Paul Chauchard
L'amorisation : un fait, un devoir

Dans le vivant, on peut parler d’un niveau biologique automatique et inconscient de l’amour de soi, cette force d’harmonisation et d’intégration qui pousse au maintien de la vie soit dans les régulations internes (sagesse du corps) soit dans les comportements instinctifs défensifs, un amour de soi qui est amour de l’espèce, se prolongeant dans les automatismes de la reproduction, l’amour au sens sexuel. Cet amour biologique est d’autant plus développé que l’être est plus complexement organisé, mais il se manifeste déjà chez les unicellulaires dont le comportement est un vrai psychisme inférieur. Viaud n’a-t-il pas montré que dans les tropismes, il y avait une part affective, la fuite devant le désagréable qu’il appelle du nom significatif de pathie ? Cet amour de soi inconscient se manifeste plus encore dans le développement où il s’agit de la construction et de la réalisation de soi.

(Revue Teilhard de Chardin. No 14. 15-3-1963)

« Un monde dont le « Pouvoir communiant » montait incessamment à mes yeux avec le « pouvoir convergent »… Le Cœur du Christ universalisé coïncidant avec un cœur de la Matière amorisée. »

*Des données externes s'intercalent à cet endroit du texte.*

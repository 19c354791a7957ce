//! Content hashing
//!
//! The SHA-256 of a file's full bytes is its identity in the library.

use cadenza_common::{Error, Result};
use sha2::{Digest, Sha256};
use std::path::Path;

const CHUNK_SIZE: usize = 1024 * 1024;

/// SHA-256 of the file content, lowercase hex
pub async fn hash_file(file_path: &Path) -> Result<String> {
    let path_buf = file_path.to_path_buf();

    let hash = tokio::task::spawn_blocking(move || -> Result<String> {
        use std::fs::File;
        use std::io::Read;

        let mut file = File::open(&path_buf).map_err(|e| {
            Error::Io(std::io::Error::new(
                e.kind(),
                format!("Failed to open {} for hashing: {}", path_buf.display(), e),
            ))
        })?;

        let mut hasher = Sha256::new();
        let mut buffer = vec![0u8; CHUNK_SIZE];

        loop {
            let bytes_read = file.read(&mut buffer)?;
            if bytes_read == 0 {
                break;
            }
            hasher.update(&buffer[..bytes_read]);
        }

        Ok(format!("{:x}", hasher.finalize()))
    })
    .await
    .map_err(|e| Error::Internal(format!("Hash calculation task failed: {}", e)))??;

    tracing::debug!(file = %file_path.display(), hash = %hash, "Calculated content hash");

    Ok(hash)
}

#[cfg(test)]
mod tests {
    use super::*;
    use std::io::Write;
    use tempfile::NamedTempFile;

    #[tokio::test]
    async fn test_known_digest() {
        let mut file = NamedTempFile::new().unwrap();
        file.write_all(b"abc").unwrap();

        let hash = hash_file(file.path()).await.unwrap();
        assert_eq!(
            hash,
            "ba7816bf8f01cfea414140de5dae2223b00361a396177a9cb410ff61f20015ad"
        );
    }

    #[tokio::test]
    async fn test_identical_content_identical_hash() {
        let dir = tempfile::tempdir().unwrap();
        let a = dir.path().join("a.mp3");
        let b = dir.path().join("nested_b.flac");
        std::fs::write(&a, vec![7u8; 3 * CHUNK_SIZE + 11]).unwrap();
        std::fs::write(&b, vec![7u8; 3 * CHUNK_SIZE + 11]).unwrap();

        assert_eq!(hash_file(&a).await.unwrap(), hash_file(&b).await.unwrap());
    }

    #[tokio::test]
    async fn test_missing_file_is_io_error() {
        let err = hash_file(Path::new("/definitely/not/here.mp3")).await.unwrap_err();
        assert!(matches!(err, Error::Io(_)));
    }
}
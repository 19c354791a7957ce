//! Genre catalog operations

use crate::models::GenreId;
use crate::utils::{retry_on_lock, trigram, DEFAULT_MAX_LOCK_WAIT_MS};
use cadenza_common::Result;
use sqlx::SqlitePool;

/// Look up a genre by name, creating it if absent
///
/// Single statement: concurrent first resolutions of the same name converge
/// on one row through the UNIQUE constraint.
pub async fn find_or_create_genre(pool: &SqlitePool, name: &str) -> Result<GenreId> {
    retry_on_lock("find_or_create_genre", DEFAULT_MAX_LOCK_WAIT_MS, || async {
        let id = sqlx::query_scalar(
            r#"
            INSERT INTO genres (name) VALUES (?)
            ON CONFLICT(name) DO UPDATE SET name = excluded.name
            RETURNING id
            "#,
        )
        .bind(name)
        .fetch_one(pool)
        .await?;

        Ok(id)
    })
    .await
}

/// All genre names in name order
pub async fn list_genre_names(pool: &SqlitePool) -> Result<Vec<String>> {
    let names = sqlx::query_scalar("SELECT name FROM genres ORDER BY name")
        .fetch_all(pool)
        .await?;

    Ok(names)
}

pub async fn genre_name(pool: &SqlitePool, genre_id: GenreId) -> Result<Option<String>> {
    let name = sqlx::query_scalar("SELECT name FROM genres WHERE id = ?")
        .bind(genre_id)
        .fetch_optional(pool)
        .await?;

    Ok(name)
}

/// Best trigram match for `hint` scoring strictly above `threshold`
///
/// Equal scores keep the first name in catalog order.
pub async fn find_genre_by_trigram(
    pool: &SqlitePool,
    hint: &str,
    threshold: f64,
) -> Result<Option<String>> {
    let names = list_genre_names(pool).await?;

    let mut best: Option<(f64, String)> = None;
    for name in names {
        let score = trigram::similarity(hint, &name);
        if score <= threshold {
            continue;
        }
        match &best {
            Some((best_score, _)) if score <= *best_score => {}
            _ => best = Some((score, name)),
        }
    }

    if let Some((score, name)) = &best {
        tracing::debug!(hint, genre = %name, score, "Trigram genre match");
    }

    Ok(best.map(|(_, name)| name))
}
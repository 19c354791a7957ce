//! Audio Test Fixture Generator
//!
//! Short sine-tone WAV files; different frequencies give different content.

use std::path::{Path, PathBuf};

/// Write a mono 16-bit WAV tone of `freq_hz` lasting `duration_seconds`
pub fn generate_test_wav(path: &Path, freq_hz: f32, duration_seconds: f32) -> anyhow::Result<PathBuf> {
    if let Some(parent) = path.parent() {
        std::fs::create_dir_all(parent)?;
    }

    let spec = hound::WavSpec {
        channels: 1,
        sample_rate: 8000,
        bits_per_sample: 16,
        sample_format: hound::SampleFormat::Int,
    };

    let mut writer = hound::WavWriter::create(path, spec)?;
    let total_samples = (duration_seconds * spec.sample_rate as f32) as usize;

    for i in 0..total_samples {
        let t = i as f32 / spec.sample_rate as f32;
        let sample = 0.3 * (2.0 * std::f32::consts::PI * freq_hz * t).sin() * i16::MAX as f32;
        writer.write_sample(sample as i16)?;
    }

    writer.finalize()?;
    Ok(path.to_path_buf())
}

/// Write arbitrary bytes, creating parent directories
pub fn write_bytes(path: &Path, content: &[u8]) -> anyhow::Result<PathBuf> {
    if let Some(parent) = path.parent() {
        std::fs::create_dir_all(parent)?;
    }
    std::fs::write(path, content)?;
    Ok(path.to_path_buf())
}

(Le cœur de la matière, 1950.)

« Dans la mesure même où il se révèle à la fois super-personnel et super-personnalisant, l’Univers… s’amorise entièrement… Or, un Univers amorisé, qu’est-ce autre chose qu’un Univers excité, activé à l’extrême de ses puissances vitales ? »

(Du cosmos à la cosmogénèse, 1951.)

« L’amorisation de l’Univers… L’Univers s’amorisant et se personnalisant dans le dynamisme même de son évolution… Le Christianisme… reprend et consolide… sa place axiale et dirigeante…: pourvu que soit prêté attention suffisante à son extraordinaire et significatif pouvoir de « pan-amorisation. »

(Le Christique, 1955.)

Toute sa vie, Teilhard de Chardin a réfléchi sur l’importance de l’amour dans le monde : non quelque sentiment poétique surajouté ou le devoir imposé par une conception religieuse, mais le grand secret de la cohérence et de la montée de la cosmogénèse, conception scientifique de l’amour, que l’on pourrait nommer agapologie prospective. Il suffit de relire le chapitre sur l’amour-énergie du Phénomène humain (p. 293), l’Esprit de la terre (p. 40 du T. 6), à l’Esquisse d’un Univers personnel (p. 89, T. 6), à l’Énergie humaine (p. 180, T. 6).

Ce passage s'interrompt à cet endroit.